* [Problem] Transcribe the full listing, keeping every word as it stands.

* [The data]

use serde_json::{json, Value};

use crate::cli::OutputFormat;
use crate::database::TableCount;

/// Output a success message in the appropriate format
pub fn output_success(output_format: OutputFormat, message: &str, data: Option<Value>) -> anyhow::Result<()> {
    match output_format {
        OutputFormat::Json => {
            let mut response = json!({
                "success": true,
                "message": message
            });

            if let Some(data_value) = data {
                response["data"] = data_value;
            }

            println!("{}", serde_json::to_string_pretty(&response)?);
        }
        OutputFormat::Text => {
            println!("✓ {}", message);
        }
    }
    Ok(())
}

/// Render table counts as aligned text rows
pub fn format_counts(counts: &[TableCount]) -> String {
    let width = counts.iter().map(|c| c.table.len()).max().unwrap_or(0).max("TABLE".len());

    let mut out = format!("{:<width$}  {:>10}\n", "TABLE", "ROWS", width = width);
    out.push_str(&"-".repeat(width + 12));
    out.push('\n');
    for count in counts {
        out.push_str(&format!("{:<width$}  {:>10}\n", count.table, count.rows, width = width));
    }
    out
}
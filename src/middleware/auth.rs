use axum::{
    extract::{Request, State},
    http::{header, HeaderMap},
    middleware::Next,
    response::Response,
};

use crate::app::AppState;
use crate::auth::{Claims, Role};
use crate::error::ApiError;

/// Authenticated caller and the organization every query is scoped to
#[derive(Clone, Debug)]
pub struct AuthUser {
    pub user_id: String,
    pub organization_id: String,
    pub role: Role,
}

impl From<Claims> for AuthUser {
    fn from(claims: Claims) -> Self {
        Self {
            user_id: claims.sub,
            organization_id: claims.org,
            role: claims.role,
        }
    }
}

/// JWT authentication middleware that validates tokens and extracts user context.
/// Every failure yields the same 401 body; the reason only goes to the log.
pub async fn jwt_auth_middleware(
    State(state): State<AppState>,
    mut request: Request,
    next: Next,
) -> Result<Response, ApiError> {
    let token = extract_jwt_from_headers(request.headers()).map_err(|reason| {
        tracing::debug!("Rejecting request to {}: {}", request.uri().path(), reason);
        ApiError::unauthenticated()
    })?;

    let claims = state.keys.validate(&token).map_err(|e| {
        tracing::debug!("Rejecting request to {}: {}", request.uri().path(), e);
        ApiError::unauthenticated()
    })?;

    request.extensions_mut().insert(AuthUser::from(claims));

    Ok(next.run(request).await)
}

/// Extract JWT token from Authorization header
fn extract_jwt_from_headers(headers: &HeaderMap) -> Result<String, &'static str> {
    let auth_header = headers
        .get(header::AUTHORIZATION)
        .ok_or("Missing Authorization header")?;

    let auth_str = auth_header
        .to_str()
        .map_err(|_| "Invalid Authorization header format")?;

    match auth_str.strip_prefix("Bearer ") {
        Some(token) if !token.trim().is_empty() => Ok(token.trim().to_string()),
        Some(_) => Err("Empty JWT token"),
        None => Err("Authorization header must use Bearer token format"),
    }
}
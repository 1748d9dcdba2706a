use clap::Parser;
use tokenlens::cli::Cli;
use tracing_subscriber::EnvFilter;

#[tokio::main]
async fn main() {
    // Load .env if present so DATABASE_URL, JWT_SECRET, etc. are picked up
    let _ = dotenvy::dotenv();

    tracing_subscriber::fmt()
        .with_env_filter(EnvFilter::try_from_default_env().unwrap_or_else(|_| EnvFilter::new("info,tower_http=info")))
        .init();

    let cli = Cli::parse();

    if let Err(e) = tokenlens::cli::run(cli).await {
        match std::env::var("CLI_VERBOSE").as_deref() {
            Ok("true") | Ok("1") => eprintln!("Error: {e:?}"),
            _ => eprintln!("Error: {e}"),
        }
        std::process::exit(1);
    }
}
use anyhow::Context;
use clap::Args;
use serde_json::json;

use crate::auth::{Claims, JwtKeys, Role};
use crate::cli::utils::output_success;
use crate::cli::OutputFormat;
use crate::config;

#[derive(Args, Debug)]
pub struct MintTokenArgs {
    #[arg(long, help = "User id (JWT subject)")]
    pub user: String,

    #[arg(long, help = "Organization id the session is scoped to")]
    pub org: String,

    #[arg(long, default_value = "MEMBER", help = "MEMBER, ADMIN or SUPER_ADMIN")]
    pub role: String,

    #[arg(long, help = "Lifetime in hours (defaults to SECURITY_JWT_EXPIRY_HOURS)")]
    pub hours: Option<u64>,
}

pub fn handle(args: MintTokenArgs, output_format: OutputFormat) -> anyhow::Result<()> {
    let config = config::config();
    anyhow::ensure!(!config.is_production(), "refusing to mint tokens in production");

    let role: Role = args.role.parse().map_err(anyhow::Error::msg)?;
    let hours = args.hours.unwrap_or(config.security.jwt_expiry_hours);
    let keys = JwtKeys::from_secret(&config.security.jwt_secret).context("JWT_SECRET is not set")?;

    let claims = Claims::new(args.user, args.org, role, hours)?;
    let token = keys.generate(&claims)?;

    match output_format {
        OutputFormat::Json => output_success(
            output_format,
            "Token issued",
            Some(json!({ "token": token, "expires_at": claims.exp })),
        ),
        OutputFormat::Text => {
            println!("{}", token);
            Ok(())
        }
    }
}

* [Answer box]
use serde_json::{json, Value};

use crate::cli::OutputFormat;
use crate::database::TableCount;

/// Output a success message in the appropriate format
pub fn output_success(output_format: OutputFormat, message: &str, data: Option<Value>) -> anyhow::Result<()> {
    match output_format {
        OutputFormat::Json => {
            let mut response = json!({
                "success": true,
                "message": message
            });

            if let Some(data_value) = data {
                response["data"] = data_value;
            }

            println!("{}", serde_json::to_string_pretty(&response)?);
        }
        OutputFormat::Text => {
            println!("✓ {}", message);
        }
    }
    Ok(())
}

/// Render table counts as aligned text rows
pub fn format_counts(counts: &[TableCount]) -> String {
    let width = counts.iter().map(|c| c.table.len()).max().unwrap_or(0).max("TABLE".len());

    let mut out = format!("{:<width$}  {:>10}\n", "TABLE", "ROWS", width = width);
    out.push_str(&"-".repeat(width + 12));
    out.push('\n');
    for count in counts {
        out.push_str(&format!("{:<width$}  {:>10}\n", count.table, count.rows, width = width));
    }
    out
}
filename src/middleware/auth.rs
use axum::{
    extract::{Request, State},
    http::{header, HeaderMap},
    middleware::Next,
    response::Response,
};

use crate::app::AppState;
use crate::auth::{Claims, Role};
use crate::error::ApiError;

/// Authenticated caller and the organization every query is scoped to
#[derive(Clone, Debug)]
pub struct AuthUser {
    pub user_id: String,
    pub organization_id: String,
    pub role: Role,
}

impl From<Claims> for AuthUser {
    fn from(claims: Claims) -> Self {
        Self {
            user_id: claims.sub,
            organization_id: claims.org,
            role: claims.role,
        }
    }
}

/// JWT authentication middleware that validates tokens and extracts user context.
/// Every failure yields the same 401 body; the reason only goes to the log.
pub async fn jwt_auth_middleware(
    State(state): State<AppState>,
    mut request: Request,
    next: Next,
) -> Result<Response, ApiError> {
    let token = extract_jwt_from_headers(request.headers()).map_err(|reason| {
        tracing::debug!("Rejecting request to {}: {}", request.uri().path(), reason);
        ApiError::unauthenticated()
    })?;

    let claims = state.keys.validate(&token).map_err(|e| {
        tracing::debug!("Rejecting request to {}: {}", request.uri().path(), e);
        ApiError::unauthenticated()
    })?;

    request.extensions_mut().insert(AuthUser::from(claims));

    Ok(next.run(request).await)
}

/// Extract JWT token from Authorization header
fn extract_jwt_from_headers(headers: &HeaderMap) -> Result<String, &'static str> {
    let auth_header = headers
        .get(header::AUTHORIZATION)
        .ok_or("Missing Authorization header")?;

    let auth_str = auth_header
        .to_str()
        .map_err(|_| "Invalid Authorization header format")?;

    match auth_str.strip_prefix("Bearer ") {
        Some(token) if !token.trim().is_empty() => Ok(token.trim().to_string()),
        Some(_) => Err("Empty JWT token"),
        None => Err("Authorization header must use Bearer token format"),
    }
}
repository 1748d9dcdba2706a
use clap::Parser;
use tokenlens::cli::Cli;
use tracing_subscriber::EnvFilter;

#[tokio::main]
async fn main() {
    // Load .env if present so DATABASE_URL, JWT_SECRET, etc. are picked up
    let _ = dotenvy::dotenv();

    tracing_subscriber::fmt()
        .with_env_filter(EnvFilter::try_from_default_env().unwrap_or_else(|_| EnvFilter::new("info,tower_http=info")))
        .init();

    let cli = Cli::parse();

    if let Err(e) = tokenlens::cli::run(cli).await {
        match std::env::var("CLI_VERBOSE").as_deref() {
            Ok("true") | Ok("1") => eprintln!("Error: {e:?}"),
            _ => eprintln!("Error: {e}"),
        }
        std::process::exit(1);
    }
}
use anyhow::Context;
use clap::Args;
use serde_json::json;

use crate::auth::{Claims, JwtKeys, Role};
use crate::cli::utils::output_success;
use crate::cli::OutputFormat;
use crate::config;

#[derive(Args, Debug)]
pub struct MintTokenArgs {
    #[arg(long, help = "User id (JWT subject)")]
    pub user: String,

    #[arg(long, help = "Organization id the session is scoped to")]
    pub org: String,

    #[arg(long, default_value = "MEMBER", help = "MEMBER, ADMIN or SUPER_ADMIN")]
    pub role: String,

    #[arg(long, help = "Lifetime in hours (defaults to SECURITY_JWT_EXPIRY_HOURS)")]
    pub hours: Option<u64>,
}

pub fn handle(args: MintTokenArgs, output_format: OutputFormat) -> anyhow::Result<()> {
    let config = config::config();
    anyhow::ensure!(!config.is_production(), "refusing to mint tokens in production");

    let role: Role = args.role.parse().map_err(anyhow::Error::msg)?;
    let hours = args.hours.unwrap_or(config.security.jwt_expiry_hours);
    let keys = JwtKeys::from_secret(&config.security.jwt_secret).context("JWT_SECRET is not set")?;

    let claims = Claims::new(args.user, args.org, role, hours)?;
    let token = keys.generate(&claims)?;

    match output_format {
        OutputFormat::Json => output_success(
            output_format,
            "Token issued",
            Some(json!({ "token": token, "expires_at": claims.exp })),
        ),
        OutputFormat::Text => {
            println!("{}", token);
            Ok(())
        }
    }
}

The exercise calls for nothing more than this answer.